Is it an eclipse turbo or non turbo? AWD or 2wd?? Best bet either way is lightening up ur scirroco. Get rid of all ur excess weight that u dont need. You can actually make them really light so ur power to weight ratio is good. Then(and i know im gona get flamed for even recommending this) get urself a nitrous wet kit with maybe a 50-75 shot(up to 100 shot if ur motor is in top shape). This is going to be ur cheapest solution but give u the power u need to beat that POS diamond star.

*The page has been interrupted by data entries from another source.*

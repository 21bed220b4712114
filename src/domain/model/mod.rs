// Domain models - Playlist, bounds and playback cursor

use std::fmt;
use std::time::Duration;

use serde::{Deserialize, Serialize};

use crate::domain::errors::DomainError;
use crate::utils::time::{format_seconds_to_time, format_time_to_seconds};

/// Literal used on the wire and in the builder for a natural boundary
pub const FULL_LITERAL: &str = "Full";

/// One side of a clip range: either the media's natural boundary or an
/// explicit offset in whole seconds.
#[derive(Debug, Clone, Copy, Default, PartialEq, Eq, Hash, Serialize, Deserialize)]
pub enum Bound {
    /// Play from the beginning / to the natural end
    #[default]
    Full,
    /// Explicit offset in seconds
    At(u64),
}

impl Bound {
    /// Parse `Full` or an `HH:MM:SS` offset
    pub fn parse(value: &str) -> Result<Self, DomainError> {
        if value == FULL_LITERAL {
            return Ok(Bound::Full);
        }
        format_time_to_seconds(value).map(Bound::At)
    }

    /// Explicit offset, if any
    pub fn seconds(&self) -> Option<u64> {
        match self {
            Bound::Full => None,
            Bound::At(seconds) => Some(*seconds),
        }
    }
}

impl fmt::Display for Bound {
    fn fmt(&self, f: &mut fmt::Formatter<'_>) -> fmt::Result {
        match self {
            Bound::Full => f.write_str(FULL_LITERAL),
            Bound::At(seconds) => f.write_str(&format_seconds_to_time(*seconds)),
        }
    }
}

/// A single clip in a playlist
#[derive(Debug, Clone, PartialEq, Eq, Serialize, Deserialize)]
pub struct PlaylistEntry {
    reference: String,
    start: Bound,
    end: Bound,
}

impl PlaylistEntry {
    /// Create a new entry. The reference must be non-empty; the range is not
    /// checked, an inverted range simply plays for zero seconds.
    pub fn new(reference: impl Into<String>, start: Bound, end: Bound) -> Result<Self, DomainError> {
        let reference = reference.into();
        if reference.is_empty() {
            return Err(DomainError::Format("Clip reference cannot be empty".to_string()));
        }
        Ok(Self { reference, start, end })
    }

    /// Entry that plays the whole clip
    pub fn full(reference: impl Into<String>) -> Result<Self, DomainError> {
        Self::new(reference, Bound::Full, Bound::Full)
    }

    pub fn reference(&self) -> &str {
        &self.reference
    }

    pub fn start(&self) -> Bound {
        self.start
    }

    pub fn end(&self) -> Bound {
        self.end
    }

    /// True when both bounds are explicit and the end does not come after the start
    pub fn is_degenerate(&self) -> bool {
        match (self.start, self.end) {
            (Bound::At(start), Bound::At(end)) => end <= start,
            (Bound::Full, Bound::At(end)) => end == 0,
            _ => false,
        }
    }
}

impl fmt::Display for PlaylistEntry {
    fn fmt(&self, f: &mut fmt::Formatter<'_>) -> fmt::Result {
        write!(f, "{} (Start: {}, End: {})", self.reference, self.start, self.end)
    }
}

/// Ordered list of clips. Insertion order is playback order and references
/// may repeat.
#[derive(Debug, Clone, Default, PartialEq, Eq, Serialize, Deserialize)]
pub struct Playlist {
    entries: Vec<PlaylistEntry>,
}

impl Playlist {
    pub fn new(entries: Vec<PlaylistEntry>) -> Self {
        Self { entries }
    }

    pub fn empty() -> Self {
        Self::default()
    }

    pub fn len(&self) -> usize {
        self.entries.len()
    }

    pub fn is_empty(&self) -> bool {
        self.entries.is_empty()
    }

    pub fn get(&self, index: usize) -> Option<&PlaylistEntry> {
        self.entries.get(index)
    }

    pub fn entries(&self) -> &[PlaylistEntry] {
        &self.entries
    }

    pub fn iter(&self) -> std::slice::Iter<'_, PlaylistEntry> {
        self.entries.iter()
    }

    /// Index that follows `index`, wrapping back to the first entry
    pub fn next_index(&self, index: usize) -> usize {
        if self.entries.is_empty() {
            0
        } else {
            (index + 1) % self.entries.len()
        }
    }

    /// Copy of this playlist with `entry` appended
    pub fn with_appended(&self, entry: PlaylistEntry) -> Self {
        let mut entries = self.entries.clone();
        entries.push(entry);
        Self { entries }
    }

    /// Copy of this playlist without the entry at `index`; `None` if out of range
    pub fn without(&self, index: usize) -> Option<Self> {
        if index >= self.entries.len() {
            return None;
        }
        let mut entries = self.entries.clone();
        entries.remove(index);
        Some(Self { entries })
    }
}

impl<'a> IntoIterator for &'a Playlist {
    type Item = &'a PlaylistEntry;
    type IntoIter = std::slice::Iter<'a, PlaylistEntry>;

    fn into_iter(self) -> Self::IntoIter {
        self.entries.iter()
    }
}

impl FromIterator<PlaylistEntry> for Playlist {
    fn from_iter<I: IntoIterator<Item = PlaylistEntry>>(iter: I) -> Self {
        Self {
            entries: iter.into_iter().collect(),
        }
    }
}

/// Scheduler phase
#[derive(Debug, Clone, Copy, PartialEq, Eq, Serialize, Deserialize)]
pub enum Phase {
    /// No playlist loaded, or the playlist is empty
    Idle,
    /// Clip requested from the surface, waiting for start confirmation
    Loading,
    /// Start confirmed, advance trigger armed
    Playing,
}

impl fmt::Display for Phase {
    fn fmt(&self, f: &mut fmt::Formatter<'_>) -> fmt::Result {
        let name = match self {
            Phase::Idle => "idle",
            Phase::Loading => "loading",
            Phase::Playing => "playing",
        };
        f.write_str(name)
    }
}

/// Position of the scheduler in its playlist
#[derive(Debug, Clone, Copy, PartialEq, Eq, Serialize, Deserialize)]
pub struct PlaybackCursor {
    pub index: usize,
    pub phase: Phase,
}

impl PlaybackCursor {
    pub fn idle() -> Self {
        Self {
            index: 0,
            phase: Phase::Idle,
        }
    }

    pub fn loading(index: usize) -> Self {
        Self {
            index,
            phase: Phase::Loading,
        }
    }

    pub fn playing(index: usize) -> Self {
        Self {
            index,
            phase: Phase::Playing,
        }
    }
}

impl Default for PlaybackCursor {
    fn default() -> Self {
        Self::idle()
    }
}

/// Generation number of a load. Signals and timers carry the ticket of the
/// load they belong to so that anything from a replaced load can be dropped.
#[derive(Debug, Clone, Copy, PartialEq, Eq, PartialOrd, Ord, Hash, Default, Serialize, Deserialize)]
pub struct LoadTicket(pub u64);

impl LoadTicket {
    pub fn next(self) -> Self {
        LoadTicket(self.0.wrapping_add(1))
    }
}

impl fmt::Display for LoadTicket {
    fn fmt(&self, f: &mut fmt::Formatter<'_>) -> fmt::Result {
        write!(f, "#{}", self.0)
    }
}

/// What moves the cursor off the current entry
#[derive(Debug, Clone, Copy, PartialEq, Eq)]
pub enum AdvanceTrigger {
    /// Fixed delay measured from the start confirmation
    After(Duration),
    /// The surface's end-of-media signal
    NaturalEnd,
}

impl AdvanceTrigger {
    pub fn is_timer(&self) -> bool {
        matches!(self, AdvanceTrigger::After(_))
    }

    pub fn is_natural_end(&self) -> bool {
        matches!(self, AdvanceTrigger::NaturalEnd)
    }
}

/// Request handed to the video surface for one clip
#[derive(Debug, Clone, PartialEq, Eq)]
pub struct LoadRequest {
    pub ticket: LoadTicket,
    pub index: usize,
    pub reference: String,
    /// `None` plays from the beginning
    pub start_seconds: Option<u64>,
    /// `None` plays to the natural end
    pub end_seconds: Option<u64>,
}

impl LoadRequest {
    pub fn for_entry(ticket: LoadTicket, index: usize, entry: &PlaylistEntry) -> Self {
        Self {
            ticket,
            index,
            reference: entry.reference().to_string(),
            start_seconds: entry.start().seconds(),
            end_seconds: entry.end().seconds(),
        }
    }
}
// Ports - Interface definitions (contracts)

use async_trait::async_trait;
use tokio::sync::mpsc;

use crate::domain::errors::*;
use crate::domain::model::*;
use crate::error::ClipreelResult;

/// Port for the external video surface that renders clips.
///
/// Only the playback driver calls it. Calls are best effort: a failure is
/// logged and the driver keeps waiting for the surface's signals.
#[async_trait]
pub trait VideoSurface: Send + Sync {
    /// Load a clip and seek to its start
    async fn load(&self, request: &LoadRequest) -> Result<(), DomainError>;

    /// Start or resume rendering of the loaded clip
    async fn play(&self) -> Result<(), DomainError>;

    /// Current playback position. Advisory, used for status displays only.
    async fn current_position_seconds(&self) -> Result<f64, DomainError>;
}

/// Asynchronous notifications from the video surface. Each carries the
/// ticket of the load it refers to.
#[derive(Debug, Clone, Copy, PartialEq, Eq)]
pub enum SurfaceSignal {
    PlaybackStarted(LoadTicket),
    NaturallyEnded(LoadTicket),
}

pub type SignalSender = mpsc::UnboundedSender<SurfaceSignal>;
pub type SignalReceiver = mpsc::UnboundedReceiver<SurfaceSignal>;

/// Channel a surface uses to report its signals to the driver
pub fn signal_channel() -> (SignalSender, SignalReceiver) {
    mpsc::unbounded_channel()
}

/// Port for configuration management
#[async_trait]
pub trait ConfigPort: Send + Sync {
    /// Get configuration value with default
    async fn get_config_or_default(&self, key: &str, default: &str) -> ClipreelResult<String>;

    /// Set configuration value
    async fn set_config(&self, key: &str, value: &str) -> ClipreelResult<()>;

    /// Load configuration from file
    async fn load_config(&self, file_path: &str) -> ClipreelResult<()>;

    /// Validate configuration
    async fn validate_config(&self) -> ClipreelResult<()>;
}

/// Log level enumeration
#[derive(Debug, Clone, Copy, PartialEq, Eq, PartialOrd, Ord)]
pub enum LogLevel {
    Trace,
    Debug,
    Info,
    Warn,
    Error,
}

impl LogLevel {
    /// Parse log level from string
    pub fn parse(level_str: &str) -> Result<Self, DomainError> {
        match level_str.to_lowercase().as_str() {
            "trace" => Ok(LogLevel::Trace),
            "debug" => Ok(LogLevel::Debug),
            "info" => Ok(LogLevel::Info),
            "warn" => Ok(LogLevel::Warn),
            "error" => Ok(LogLevel::Error),
            _ => Err(DomainError::BadArgs(format!(
                "Invalid log level: {}. Valid levels: trace, debug, info, warn, error",
                level_str
            ))),
        }
    }

    pub fn as_str(&self) -> &'static str {
        match self {
            LogLevel::Trace => "trace",
            LogLevel::Debug => "debug",
            LogLevel::Info => "info",
            LogLevel::Warn => "warn",
            LogLevel::Error => "error",
        }
    }
}

/// Log output format
#[derive(Debug, Clone, Copy, PartialEq, Eq)]
pub enum LogFormat {
    Text,
    Json,
}

impl LogFormat {
    pub fn parse(format_str: &str) -> Result<Self, DomainError> {
        match format_str.to_lowercase().as_str() {
            "text" => Ok(LogFormat::Text),
            "json" => Ok(LogFormat::Json),
            _ => Err(DomainError::BadArgs(format!(
                "Invalid log format: {}. Valid formats: text, json",
                format_str
            ))),
        }
    }
}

I feel u on this subject as my best friend and neighbor had an AWD TSI talon(eclipse with different name)and i had my GTI growing up and we would go back and forth doing mods to beat each other.


----------



## joedapper (Oct 6, 2009)

No one said turbo? Just go on ebay and get some boost!


----------



## spike072192 (Oct 2, 2009)

*Re: cheap engine upgrades? (TheMajic86GTI)*

its a 2wd turbo eclipse i have pretty much all i think of to lighten it up besides my subs and i not sure what else i can take out i guess i need help with that too if you know of more things i can take out (i took out all the ac stuff, back seats washer fliud resivwars) any more ideas i have thought about nitrous but i think im going to wait till i get more power first


_Modified by spike072192 at 1:08 PM 11-23-2009_


----------



## spike072192 (Oct 2, 2009)

*Re: (joedapper)*

ive looked for a tubo kit on ebay and cant find one that would work i dont know much about tubos so im not sure what other turbos would work if you know of one let me know


----------



## JoggerNot (Nov 6, 2009)

Lets hear what you got in it right now. Im interested in this thread also ^^ What basic upgrades u got?


----------



## spike072192 (Oct 2, 2009)

*Re: (JoggerNot)*

im kinda ashamed to say this but i havent done anything to it yet







besides making it lighter, soon im going to have a good exaust system and a performace cam but i just got the car a while ago and havent had that much money to put into it


----------



## TheMajic86GTI (Aug 9, 2009)

*Re: (joedapper)*


_Quote, originally posted by *joedapper* »_No one said turbo? Just go on ebay and get some boost!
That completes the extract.